▸ **Assignment**:
Repeat exactly the lines below that lie between the line with "filename rust/dialog-utterance/src/normalize.rs" and the line with "const QUESTION_WORDS: [&str;", counting both of those lines as part of the answer.

BEGIN Records supplied

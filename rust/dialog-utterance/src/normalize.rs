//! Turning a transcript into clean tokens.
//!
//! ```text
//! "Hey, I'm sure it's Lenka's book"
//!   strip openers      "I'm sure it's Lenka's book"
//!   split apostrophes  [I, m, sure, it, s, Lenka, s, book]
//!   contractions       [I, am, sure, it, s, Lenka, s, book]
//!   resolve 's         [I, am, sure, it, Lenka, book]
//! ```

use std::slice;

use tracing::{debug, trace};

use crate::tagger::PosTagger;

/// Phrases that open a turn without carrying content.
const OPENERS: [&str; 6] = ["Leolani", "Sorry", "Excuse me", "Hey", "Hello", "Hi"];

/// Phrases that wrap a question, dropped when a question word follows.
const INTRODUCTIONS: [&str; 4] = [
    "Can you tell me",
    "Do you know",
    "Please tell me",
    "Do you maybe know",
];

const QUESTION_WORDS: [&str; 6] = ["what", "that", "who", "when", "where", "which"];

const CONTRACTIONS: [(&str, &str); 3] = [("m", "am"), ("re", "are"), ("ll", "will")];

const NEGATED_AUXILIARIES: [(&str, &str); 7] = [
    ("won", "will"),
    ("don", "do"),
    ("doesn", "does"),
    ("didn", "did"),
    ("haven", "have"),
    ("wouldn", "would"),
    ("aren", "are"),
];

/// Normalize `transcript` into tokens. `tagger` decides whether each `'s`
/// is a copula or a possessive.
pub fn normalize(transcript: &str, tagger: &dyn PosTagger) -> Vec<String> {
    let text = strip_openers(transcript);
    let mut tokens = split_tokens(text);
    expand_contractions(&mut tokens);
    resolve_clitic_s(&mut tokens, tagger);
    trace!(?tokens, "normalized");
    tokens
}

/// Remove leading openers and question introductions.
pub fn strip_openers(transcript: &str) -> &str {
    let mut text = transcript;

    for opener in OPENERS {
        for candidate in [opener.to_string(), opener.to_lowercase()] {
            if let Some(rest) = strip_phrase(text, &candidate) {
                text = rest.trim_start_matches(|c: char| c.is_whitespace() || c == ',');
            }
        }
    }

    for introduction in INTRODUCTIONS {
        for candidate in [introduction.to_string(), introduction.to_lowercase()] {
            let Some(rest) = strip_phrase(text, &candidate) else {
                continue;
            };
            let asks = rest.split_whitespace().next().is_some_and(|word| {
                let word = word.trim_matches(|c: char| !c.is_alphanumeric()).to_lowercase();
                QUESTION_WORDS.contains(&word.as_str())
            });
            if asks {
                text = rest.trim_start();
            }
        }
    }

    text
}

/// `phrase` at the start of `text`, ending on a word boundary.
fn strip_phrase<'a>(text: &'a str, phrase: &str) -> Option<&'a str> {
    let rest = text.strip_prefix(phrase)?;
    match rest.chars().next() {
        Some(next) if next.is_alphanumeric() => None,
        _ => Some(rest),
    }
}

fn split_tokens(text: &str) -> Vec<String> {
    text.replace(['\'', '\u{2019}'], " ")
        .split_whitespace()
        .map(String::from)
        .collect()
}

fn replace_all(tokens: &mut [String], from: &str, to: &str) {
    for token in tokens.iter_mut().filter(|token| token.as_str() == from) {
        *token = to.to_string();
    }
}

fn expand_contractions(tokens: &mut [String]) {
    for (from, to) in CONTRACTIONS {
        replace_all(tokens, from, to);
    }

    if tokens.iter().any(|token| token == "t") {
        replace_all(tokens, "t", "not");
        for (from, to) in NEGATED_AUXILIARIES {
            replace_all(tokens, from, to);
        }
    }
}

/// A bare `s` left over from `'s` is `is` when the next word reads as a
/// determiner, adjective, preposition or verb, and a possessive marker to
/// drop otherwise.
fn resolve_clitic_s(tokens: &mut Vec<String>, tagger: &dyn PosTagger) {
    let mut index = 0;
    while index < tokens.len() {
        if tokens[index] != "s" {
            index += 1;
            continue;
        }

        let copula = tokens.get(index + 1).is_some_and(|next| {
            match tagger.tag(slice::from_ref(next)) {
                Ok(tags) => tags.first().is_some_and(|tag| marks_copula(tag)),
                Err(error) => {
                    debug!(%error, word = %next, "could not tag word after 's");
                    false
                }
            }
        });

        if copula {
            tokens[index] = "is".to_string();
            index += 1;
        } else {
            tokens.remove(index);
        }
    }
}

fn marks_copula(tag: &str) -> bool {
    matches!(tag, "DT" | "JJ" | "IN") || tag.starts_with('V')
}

END Records supplied
BEGIN Records supplied

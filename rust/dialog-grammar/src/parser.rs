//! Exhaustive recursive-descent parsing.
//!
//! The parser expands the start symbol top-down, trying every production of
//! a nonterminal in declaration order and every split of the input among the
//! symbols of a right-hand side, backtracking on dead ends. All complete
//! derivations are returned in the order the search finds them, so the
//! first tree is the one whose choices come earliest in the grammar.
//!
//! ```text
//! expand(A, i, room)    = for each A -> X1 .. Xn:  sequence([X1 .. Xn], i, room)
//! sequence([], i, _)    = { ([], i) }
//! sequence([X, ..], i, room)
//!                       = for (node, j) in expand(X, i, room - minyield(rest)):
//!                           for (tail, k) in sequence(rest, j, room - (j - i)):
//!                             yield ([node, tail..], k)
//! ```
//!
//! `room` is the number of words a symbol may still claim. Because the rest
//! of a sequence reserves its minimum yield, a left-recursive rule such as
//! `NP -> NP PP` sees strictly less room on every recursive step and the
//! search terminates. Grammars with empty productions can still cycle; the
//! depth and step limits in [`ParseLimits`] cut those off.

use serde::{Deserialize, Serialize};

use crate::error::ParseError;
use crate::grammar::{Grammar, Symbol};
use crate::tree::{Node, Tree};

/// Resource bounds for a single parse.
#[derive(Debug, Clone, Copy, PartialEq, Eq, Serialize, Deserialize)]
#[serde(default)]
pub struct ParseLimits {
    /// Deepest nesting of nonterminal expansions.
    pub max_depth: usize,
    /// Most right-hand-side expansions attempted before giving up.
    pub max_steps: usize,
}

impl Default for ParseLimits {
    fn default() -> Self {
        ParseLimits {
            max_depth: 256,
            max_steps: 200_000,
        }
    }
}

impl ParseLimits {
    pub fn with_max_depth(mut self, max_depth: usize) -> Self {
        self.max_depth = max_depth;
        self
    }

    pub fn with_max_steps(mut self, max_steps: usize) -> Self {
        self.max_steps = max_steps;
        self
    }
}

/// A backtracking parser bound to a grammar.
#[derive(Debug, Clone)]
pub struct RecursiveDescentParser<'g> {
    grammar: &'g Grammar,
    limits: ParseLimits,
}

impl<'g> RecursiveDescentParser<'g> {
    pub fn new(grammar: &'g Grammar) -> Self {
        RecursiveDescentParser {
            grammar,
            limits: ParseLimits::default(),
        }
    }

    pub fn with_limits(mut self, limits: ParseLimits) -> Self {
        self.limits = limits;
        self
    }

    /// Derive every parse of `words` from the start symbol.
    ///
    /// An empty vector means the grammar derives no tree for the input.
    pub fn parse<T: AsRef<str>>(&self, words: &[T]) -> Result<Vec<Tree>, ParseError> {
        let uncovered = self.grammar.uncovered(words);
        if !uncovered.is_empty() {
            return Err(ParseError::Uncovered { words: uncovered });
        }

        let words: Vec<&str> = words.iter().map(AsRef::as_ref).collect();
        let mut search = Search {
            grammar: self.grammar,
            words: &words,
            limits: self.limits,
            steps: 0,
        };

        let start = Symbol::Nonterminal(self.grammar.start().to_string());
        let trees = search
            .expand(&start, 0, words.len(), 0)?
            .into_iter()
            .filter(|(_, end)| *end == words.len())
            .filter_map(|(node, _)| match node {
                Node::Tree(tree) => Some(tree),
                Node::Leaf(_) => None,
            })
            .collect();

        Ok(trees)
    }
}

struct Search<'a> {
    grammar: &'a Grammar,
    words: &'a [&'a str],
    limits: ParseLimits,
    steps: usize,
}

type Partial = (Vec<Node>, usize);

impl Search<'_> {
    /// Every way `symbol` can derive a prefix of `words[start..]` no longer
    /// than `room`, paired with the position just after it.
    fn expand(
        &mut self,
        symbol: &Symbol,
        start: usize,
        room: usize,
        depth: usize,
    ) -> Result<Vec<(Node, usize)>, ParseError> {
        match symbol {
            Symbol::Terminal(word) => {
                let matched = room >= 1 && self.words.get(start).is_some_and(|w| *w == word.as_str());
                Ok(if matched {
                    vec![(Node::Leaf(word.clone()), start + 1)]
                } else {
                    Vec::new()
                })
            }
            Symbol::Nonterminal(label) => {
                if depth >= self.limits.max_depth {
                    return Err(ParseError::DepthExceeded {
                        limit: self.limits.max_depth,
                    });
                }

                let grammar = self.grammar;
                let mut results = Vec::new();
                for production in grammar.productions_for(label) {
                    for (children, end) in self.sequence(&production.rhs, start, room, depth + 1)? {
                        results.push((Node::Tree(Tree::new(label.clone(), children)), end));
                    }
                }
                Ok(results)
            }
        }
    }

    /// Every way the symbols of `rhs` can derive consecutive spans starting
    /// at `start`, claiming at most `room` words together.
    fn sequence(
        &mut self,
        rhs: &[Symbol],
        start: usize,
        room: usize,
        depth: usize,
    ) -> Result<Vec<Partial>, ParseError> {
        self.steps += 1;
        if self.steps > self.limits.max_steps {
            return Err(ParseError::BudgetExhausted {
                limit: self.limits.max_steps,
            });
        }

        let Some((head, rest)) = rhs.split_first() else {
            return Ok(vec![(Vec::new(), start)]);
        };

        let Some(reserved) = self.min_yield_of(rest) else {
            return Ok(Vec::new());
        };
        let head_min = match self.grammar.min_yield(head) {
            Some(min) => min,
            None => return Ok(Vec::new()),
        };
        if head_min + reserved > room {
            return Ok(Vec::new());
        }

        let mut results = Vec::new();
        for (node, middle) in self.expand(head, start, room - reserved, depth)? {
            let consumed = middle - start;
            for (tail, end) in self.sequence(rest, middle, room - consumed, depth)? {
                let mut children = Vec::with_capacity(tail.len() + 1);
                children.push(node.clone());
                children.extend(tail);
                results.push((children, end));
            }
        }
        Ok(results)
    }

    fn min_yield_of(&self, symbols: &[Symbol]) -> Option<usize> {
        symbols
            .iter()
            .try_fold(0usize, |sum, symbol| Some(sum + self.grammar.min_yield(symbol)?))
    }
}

END Records supplied

▸ **Solution**:
filename rust/dialog-utterance/src/normalize.rs
//! Turning a transcript into clean tokens.
//!
//! ```text
//! "Hey, I'm sure it's Lenka's book"
//!   strip openers      "I'm sure it's Lenka's book"
//!   split apostrophes  [I, m, sure, it, s, Lenka, s, book]
//!   contractions       [I, am, sure, it, s, Lenka, s, book]
//!   resolve 's         [I, am, sure, it, Lenka, book]
//! ```

use std::slice;

use tracing::{debug, trace};

use crate::tagger::PosTagger;

/// Phrases that open a turn without carrying content.
const OPENERS: [&str; 6] = ["Leolani", "Sorry", "Excuse me", "Hey", "Hello", "Hi"];

/// Phrases that wrap a question, dropped when a question word follows.
const INTRODUCTIONS: [&str; 4] = [
    "Can you tell me",
    "Do you know",
    "Please tell me",
    "Do you maybe know",
];

const QUESTION_WORDS: [&str; 6] = ["what", "that", "who", "when", "where", "which"];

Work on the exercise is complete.